Based on this context, it is unsurprising that the Ministry of Education’s policy focuses on basic education. It has identified that ‘the sector [as a whole] faces three main problems: absence of a rational and streamlined process of decision making; low capacity in the area of policy development and system management; a system of assessment of learning results and effectiveness of educational establishments’ (August 2005: 10). Looking specifically at higher education in the country, enrolment represents around 20% of the total potential population of students, which is extremely low compared to neighbours Kazakhstan (41% enrolment) and Kyrgyzstan (51%) (World Bank, no date). An unpublished report written with the support of the Ministry of Education in 2005 highlight no less than twelve groups of major problems facing the country’s higher education system post-independence (Education Reform Support Unit “Pulse”). The groups cover wide-ranging issues such as human, financial and technological resources, quality, systems, and corruption.
A further issue affecting not just higher education but that has permeated Central Asia societies is migration. In Tajikistan it has become ‘a key characteristic of the economic and social development’ of the country (UNICEF, November 2011). Official statistics point to around 1 million of the 7.5 million population living abroad at any one time, usually for work and mostly inRussia, although actual figures are likely to be up to double that. Roberts argues that as a result of migration becoming accepted as normal, ‘youth in Central Asia know that they can move, and large numbers do so’ (2010). Although the most common type of migration is for economic purposes, Roberts notes that young people also travel for study because they know that ‘qualifications guarantee nothing, but they also know that with higher education they will at least be able to compete for the inadequate number of decent jobs’ (ibid). The results of the survey suggest that migration for study abroad purposes is generally seen as a temporary, rather than a permanent move.

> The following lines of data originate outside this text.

// Copyright (c) 2024-2025 DeepGraph Inc.
// SPDX-License-Identifier: Apache-2.0
//
//! Cache statistics
//!
//! Monotonic counters updated with relaxed atomic increments. They are used for
//! observability only and never feed control decisions.

use chrono::{DateTime, Utc};
use serde::{Deserialize, Serialize};
use std::sync::atomic::{AtomicU64, Ordering};

/// Live counters of one cache instance
#[derive(Debug)]
pub struct CacheStatistics {
    pub hits: AtomicU64,
    pub misses: AtomicU64,
    pub count_hits: AtomicU64,
    pub count_misses: AtomicU64,

    // Scheduler
    pub jobs_enqueued: AtomicU64,
    pub jobs_merged: AtomicU64,
    pub jobs_started: AtomicU64,
    pub jobs_interrupted: AtomicU64,
    pub jobs_not_started: AtomicU64,
    pub jobs_failed: AtomicU64,
    pub jobs_requeued: AtomicU64,
    pub count_jobs_enqueued: AtomicU64,

    // Generations
    pub evictions: AtomicU64,
    pub invalidations: AtomicU64,
    pub publication_conflicts: AtomicU64,

    pub created_at: DateTime<Utc>,
}

impl Default for CacheStatistics {
    fn default() -> Self {
        Self::new()
    }
}

impl CacheStatistics {
    pub fn new() -> Self {
        Self {
            hits: AtomicU64::new(0),
            misses: AtomicU64::new(0),
            count_hits: AtomicU64::new(0),
            count_misses: AtomicU64::new(0),
            jobs_enqueued: AtomicU64::new(0),
            jobs_merged: AtomicU64::new(0),
            jobs_started: AtomicU64::new(0),
            jobs_interrupted: AtomicU64::new(0),
            jobs_not_started: AtomicU64::new(0),
            jobs_failed: AtomicU64::new(0),
            jobs_requeued: AtomicU64::new(0),
            count_jobs_enqueued: AtomicU64::new(0),
            evictions: AtomicU64::new(0),
            invalidations: AtomicU64::new(0),
            publication_conflicts: AtomicU64::new(0),
            created_at: Utc::now(),
        }
    }

    pub fn record_hit(&self) {
        self.hits.fetch_add(1, Ordering::Relaxed);
    }

    pub fn record_miss(&self) {
        self.misses.fetch_add(1, Ordering::Relaxed);
    }

    pub fn record_count_hit(&self) {
        self.count_hits.fetch_add(1, Ordering::Relaxed);
    }

    pub fn record_count_miss(&self) {
        self.count_misses.fetch_add(1, Ordering::Relaxed);
    }

    /// Add `n` to `counter`
    pub fn add(counter: &AtomicU64, n: u64) {
        if n > 0 {
            counter.fetch_add(n, Ordering::Relaxed);
        }
    }

    pub fn incr(counter: &AtomicU64) {
        counter.fetch_add(1, Ordering::Relaxed);
    }

    /// Point-in-time copy of every counter
    pub fn snapshot(&self) -> StatisticsSnapshot {
        let load = |c: &AtomicU64| c.load(Ordering::Relaxed);
        let hits = load(&self.hits);
        let misses = load(&self.misses);
        let count_hits = load(&self.count_hits);
        let count_misses = load(&self.count_misses);

        StatisticsSnapshot {
            timestamp: Utc::now(),
            created_at: self.created_at,
            hits,
            misses,
            hit_rate: rate(hits, misses),
            count_hits,
            count_misses,
            count_hit_rate: rate(count_hits, count_misses),
            jobs_enqueued: load(&self.jobs_enqueued),
            jobs_merged: load(&self.jobs_merged),
            jobs_started: load(&self.jobs_started),
            jobs_interrupted: load(&self.jobs_interrupted),
            jobs_not_started: load(&self.jobs_not_started),
            jobs_failed: load(&self.jobs_failed),
            jobs_requeued: load(&self.jobs_requeued),
            count_jobs_enqueued: load(&self.count_jobs_enqueued),
            evictions: load(&self.evictions),
            invalidations: load(&self.invalidations),
            publication_conflicts: load(&self.publication_conflicts),
        }
    }

    /// Reset all counters (useful for testing)
    pub fn reset(&self) {
        for counter in [
            &self.hits,
            &self.misses,
            &self.count_hits,
            &self.count_misses,
            &self.jobs_enqueued,
            &self.jobs_merged,
            &self.jobs_started,
            &self.jobs_interrupted,
            &self.jobs_not_started,
            &self.jobs_failed,
            &self.jobs_requeued,
            &self.count_jobs_enqueued,
            &self.evictions,
            &self.invalidations,
            &self.publication_conflicts,
        ] {
            counter.store(0, Ordering::Relaxed);
        }
    }
}

fn rate(hits: u64, misses: u64) -> f64 {
    let total = hits + misses;
    if total == 0 {
        0.0
    } else {
        hits as f64 / total as f64
    }
}

/// Serializable copy of [`CacheStatistics`]
#[derive(Debug, Clone, PartialEq, Serialize, Deserialize)]
pub struct StatisticsSnapshot {
    pub timestamp: DateTime<Utc>,
    pub created_at: DateTime<Utc>,

    pub hits: u64,
    pub misses: u64,
    pub hit_rate: f64,
    pub count_hits: u64,
    pub count_misses: u64,
    pub count_hit_rate: f64,

    pub jobs_enqueued: u64,
    pub jobs_merged: u64,
    pub jobs_started: u64,
    pub jobs_interrupted: u64,
    pub jobs_not_started: u64,
    pub jobs_failed: u64,
    pub jobs_requeued: u64,
    pub count_jobs_enqueued: u64,

    pub evictions: u64,
    pub invalidations: u64,
    pub publication_conflicts: u64,
}

impl StatisticsSnapshot {
    pub fn to_json(&self) -> Result<String, serde_json::Error> {
        serde_json::to_string_pretty(self)
    }

    /// Generate a human-readable summary
    pub fn summary(&self) -> String {
        format!(
            "Iterable cache ({}) - {:.1}% hit rate ({} hits, {} misses), \
             {:.1}% count hit rate, jobs: {} enqueued, {} merged, {} started, \
             {} interrupted, {} not started",
            self.timestamp.format("%Y-%m-%d %H:%M:%S UTC"),
            self.hit_rate * 100.0,
            self.hits,
            self.misses,
            self.count_hit_rate * 100.0,
            self.jobs_enqueued,
            self.jobs_merged,
            self.jobs_started,
            self.jobs_interrupted,
            self.jobs_not_started
        )
    }
}

#[cfg(test)]
mod tests {
    use super::*;

    #[test]
    fn test_counters_and_rates() {
        let stats = CacheStatistics::new();
        stats.record_hit();
        stats.record_hit();
        stats.record_hit();
        stats.record_miss();
        CacheStatistics::incr(&stats.jobs_enqueued);
        CacheStatistics::add(&stats.invalidations, 5);

        let snapshot = stats.snapshot();
        assert_eq!(snapshot.hits, 3);
        assert_eq!(snapshot.misses, 1);
        assert!((snapshot.hit_rate - 0.75).abs() < f64::EPSILON);
        assert_eq!(snapshot.count_hit_rate, 0.0);
        assert_eq!(snapshot.jobs_enqueued, 1);
        assert_eq!(snapshot.invalidations, 5);
        assert!(snapshot.summary().contains("75.0% hit rate"));
    }

    #[test]
    fn test_json_export() {
        let stats = CacheStatistics::new();
        stats.record_count_miss();
        let json = stats.snapshot().to_json().expect("serializable");
        let parsed: serde_json::Value = serde_json::from_str(&json).expect("valid json");
        assert_eq!(parsed["count_misses"], 1);
        assert!(parsed["timestamp"].is_string());
    }

    #[test]
    fn test_reset() {
        let stats = CacheStatistics::new();
        stats.record_hit();
        CacheStatistics::incr(&stats.publication_conflicts);
        stats.reset();
        let snapshot = stats.snapshot();
        assert_eq!(snapshot.hits, 0);
        assert_eq!(snapshot.publication_conflicts, 0);
    }
}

UNESCO estimates that in 2009, around 5,500 Tajik nationals studied abroad (UNESCO Institute for Statistics, 2011). The major destination countries are Russia (51% of all students) and Kyrgyzstan (27%). Whilst there are a handful of English-medium universities in these countries, it is most likely that the majority of this 78% of outbound mobile students have studied in Russian-medium universities. The number going to English-speaking countries is very low – whilst the USA was the third most popular destination for Tajik students, only 336 students are recorded to have gone there, or just 6% of the total. As such, it can be argued that this survey of 103 respondents represents a relatively high proportion of the outbound mobile Tajik students going to English-medium universities and the results are therefore broadly representative of opinions and attitudes across this sub-group of study abroad students.
3. About the respondents
The self-selecting participants in the survey were almost equally split gender-wise, with 48% of respondents male and 52% female. The current age range of respondents was wide, from 18 to over 40, with just over half aged between 25 and 34. Most respondents reported that they were either in their teens or aged 20-24 when they first started studying abroad. This is substantiated by figure 1, which shows the highest level of qualification achieved by respondents prior to studying abroad. The majority hold either the Tajik school leaving certificate (attestat o srednom obrazovanii in Russian), usually received at the age of 17 or 18, or an undergraduate diploma/degree, usually received in one’s early 20s.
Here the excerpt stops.